Solutions That Attempt Operational Flexibility
We know of the following patents that offer independent retrieval of the XT or TH:
US 20140048278 A1
Description copied from http://www.google.com/patents/US20140048278
Subsea well assembly having a Xmas tree and wellhead. From a tubing hanger a tubing extends into the well. A part of a production flow passage extends vertically from the tubing hanger in a vertical bore of the Xmas tree. A fail close production master valve is arranged in the production flow passage. The tubing hanger is arranged below the Xmas tree, such as in the wellhead. The Xmas tree exhibits a branch that deviates from the vertical bore, which branch constitutes part of the production flow passage. The fail close type production master valve is arranged in the branch.
EP 0611874 B1
Description copied from http://www.google.com/patents/US20140048278
(This link is to another patent, which in its description contains a description of EP 0611874 B1.) a subsea wellhead assembly adapted in such way that the operator can remove the tubing without removing the Xmas tree, and remove the Xmas tree without removing the tubing. The tubing is suspended in a lower tubing hanger arranged in the wellhead housing. The tubing can be removed through the tree and a blowout preventer (BOP). When removing the tree, a plug is set in the lower tubing hanger within the wellhead housing. During production, the production flow is guided from the lower tubing hanger up to an upper tubing hanger that exhibits a lateral port that registers with an outlet port in the tree. The upper tubing hanger (referred to as a false tubing hanger) and a tree cap installed in the tree constitute two barriers.
US 20070246220 A1
Description copied from http://www.google.com/patents/US20070246220
A subsea wellhead assembly has a tubing hanger landed in a wellhead housing. A spool lands on the wellhead housing and has a bore with a laterally extending production flow outlet. A tree cap having an axially extending flow passage and a laterally extending production flow outlet lands within the bore of the spool. Upper and lower seals on the tree cap seal between the tree cap and the bore of the spool above and below the production flow outlet of the spool. An isolation tube on a lower end of the tree cap sealingly engages the production flow passage of the tubing hanger. The tree cap may be ran with the spool as an assembly and retrieved from the spool for workover operations.
US 8794334 B2
Description copied from http://www.google.co.ve/patents/US8794334
A system, in certain embodiments, includes a subsea tree and a tubing spool including a longitudinal bore configured to receive a tubing hanger. The tubing spool also includes a lateral flow passage extending from the longitudinal bore and configured to transfer product to the subsea tree. The subsea tree includes multiple valves each coupled to a structure positioned radially outward from the tubing spool such that the subsea tree does not block a subsea intervention connection or blowout preventer (BOP) access to the longitudinal bore.

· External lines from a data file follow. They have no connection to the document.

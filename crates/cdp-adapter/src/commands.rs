//! Parameter and result types for page commands.

use std::time::Duration;

use serde::{Deserialize, Serialize};
use serde_json::Value;

/// How long and how thoroughly `navigate` waits for a page to settle.
#[derive(Clone, Debug)]
pub struct NavigateOptions {
    pub timeout: Duration,
    /// Also wait for the network tap to report the page idle after DOM ready.
    pub wait_network_idle: bool,
}

impl Default for NavigateOptions {
    fn default() -> Self {
        Self {
            timeout: Duration::from_secs(30),
            wait_network_idle: true,
        }
    }
}

/// Result of a successful navigation.
#[derive(Clone, Debug, Serialize, Deserialize)]
pub struct Navigation {
    pub url: String,
    pub loader_id: Option<String>,
    pub elapsed_ms: u64,
}

/// Region passed to `Page.captureScreenshot`.
#[derive(Clone, Debug, PartialEq, Serialize, Deserialize)]
pub struct ScreenshotClip {
    pub x: f64,
    pub y: f64,
    pub width: f64,
    pub height: f64,
    pub scale: f64,
}

impl ScreenshotClip {
    /// Clip covering the whole document, taken from a `Page.getLayoutMetrics` response.
    pub fn full_page(layout: &Value) -> Option<Self> {
        let size = layout
            .get("cssContentSize")
            .or_else(|| layout.get("contentSize"))?;
        let width = size.get("width")?.as_f64()?;
        let height = size.get("height")?.as_f64()?;
        if width <= 0.0 || height <= 0.0 {
            return None;
        }
        Some(Self {
            x: 0.0,
            y: 0.0,
            width: width.ceil(),
            height: height.ceil(),
            scale: 1.0,
        })
    }
}

#[cfg(test)]
mod tests {
    use super::*;
    use serde_json::json;

    #[test]
    fn full_page_clip_prefers_css_size() {
        let layout = json!({
            "contentSize": {"x": 0, "y": 0, "width": 2560, "height": 8000},
            "cssContentSize": {"x": 0, "y": 0, "width": 1280.4, "height": 4000}
        });
        let clip = ScreenshotClip::full_page(&layout).expect("clip");
        assert_eq!(clip.width, 1281.0);
        assert_eq!(clip.height, 4000.0);
        assert_eq!(clip.scale, 1.0);
    }

    #[test]
    fn empty_layout_has_no_clip() {
        assert!(ScreenshotClip::full_page(&json!({})).is_none());
        let zero = json!({"contentSize": {"width": 0, "height": 10}});
        assert!(ScreenshotClip::full_page(&zero).is_none());
    }
}
use anyhow::anyhow;
use clap::Subcommand;

use crate::client::ApiClient;
use crate::commands::{require_non_empty, require_some_field};
use crate::models::{CreateUserRequest, Role, UpdateUserRequest, User};
use crate::output;
use crate::session::Session;

#[derive(Debug, Subcommand)]
pub enum UserCommand {
    List,

    Get { id: i64 },

    Create {
        #[arg(long)]
        name: String,
        #[arg(long)]
        email: String,
        /// admin, editor or viewer.
        #[arg(long)]
        role: Role,
        #[arg(long)]
        nickname: Option<String>,
        #[arg(long)]
        avatar_url: Option<String>,
    },

    Update {
        id: i64,
        #[arg(long)]
        name: Option<String>,
        #[arg(long)]
        email: Option<String>,
        #[arg(long)]
        role: Option<Role>,
        #[arg(long)]
        nickname: Option<String>,
        #[arg(long)]
        avatar_url: Option<String>,
    },

    Delete { id: i64 },

    /// Next pending task for a nickname (defaults to the saved one).
    NextTask { nickname: Option<String> },
}

pub async fn run(command: UserCommand, client: &ApiClient, session: &Session) -> anyhow::Result<()> {
    match command {
        UserCommand::List => {
            let users = client.list_users().await?;
            print_user_table(&users);
        }
        UserCommand::Get { id } => {
            let user = client.get_user(id).await?;
            print_user(&user);
        }
        UserCommand::Create {
            name,
            email,
            role,
            nickname,
            avatar_url,
        } => {
            require_non_empty("name", &name)?;
            require_non_empty("email", &email)?;

            let user = client
                .create_user(&CreateUserRequest {
                    name,
                    email,
                    role,
                    nickname,
                    avatar_url,
                })
                .await?;
            println!("created user {} ({})", user.id, user.name);
        }
        UserCommand::Update {
            id,
            name,
            email,
            role,
            nickname,
            avatar_url,
        } => {
            require_some_field(
                name.is_some()
                    || email.is_some()
                    || role.is_some()
                    || nickname.is_some()
                    || avatar_url.is_some(),
            )?;

            let user = client
                .update_user(
                    id,
                    &UpdateUserRequest {
                        name,
                        email,
                        role,
                        nickname,
                        avatar_url,
                    },
                )
                .await?;
            println!("updated user {} ({})", user.id, user.name);
        }
        UserCommand::Delete { id } => {
            client.delete_user(id).await?;
            println!("deleted user {id}");
        }
        UserCommand::NextTask { nickname } => {
            let nickname = nickname
                .or_else(|| session.saved_nickname.clone())
                .ok_or_else(|| anyhow!("no nickname given and none saved yet"))?;

            match client.next_task_for_nickname(&nickname).await? {
                Some(task) => {
                    println!("next task for {nickname}:");
                    println!("  {} ({})", task.title, task.id);
                    println!("  project: {}", task.project_id);
                    println!("  deadline: {}", output::format_timestamp(task.deadline));
                }
                None => println!("no pending task for {nickname}"),
            }
        }
    }

    Ok(())
}

fn print_user_table(users: &[User]) {
    let rows: Vec<Vec<String>> = users
        .iter()
        .map(|user| {
            vec![
                user.id.to_string(),
                user.name.clone(),
                user.email.clone(),
                user.role.as_str().to_string(),
                user.nickname.clone().unwrap_or_else(|| "-".to_string()),
            ]
        })
        .collect();
    output::print_table(&["id", "name", "email", "role", "nickname"], &rows);
}

fn print_user(user: &User) {
    println!("user {}: {}", user.id, user.name);
    println!("  email: {}", user.email);
    println!("  role: {}", user.role.as_str());
    if let Some(nickname) = user.nickname.as_deref() {
        println!("  nickname: {nickname}");
    }
    if let Some(avatar_url) = user.avatar_url.as_deref() {
        println!("  avatar: {avatar_url}");
    }
}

Remaining Drawbacks of the Flexible Solutions
Some of the solutions that offer independent retrieval of the XT and TH have the TH installed in a spool, which is installed on top of the wellhead before installing the TH in that spool. That process requires two trips of the BOP to complete the well. This is in opposition to the recent trend in the subsea petroleum industry, which prioritizes vertical XTs that require only one BOP trip for completing the well. That additional BOP-cost reduces the advantage of operational flexibility. A XT that will offer an operational flexibility without scarifying the ‘single-POB-trip’ principle will appeal much more to the oil companies.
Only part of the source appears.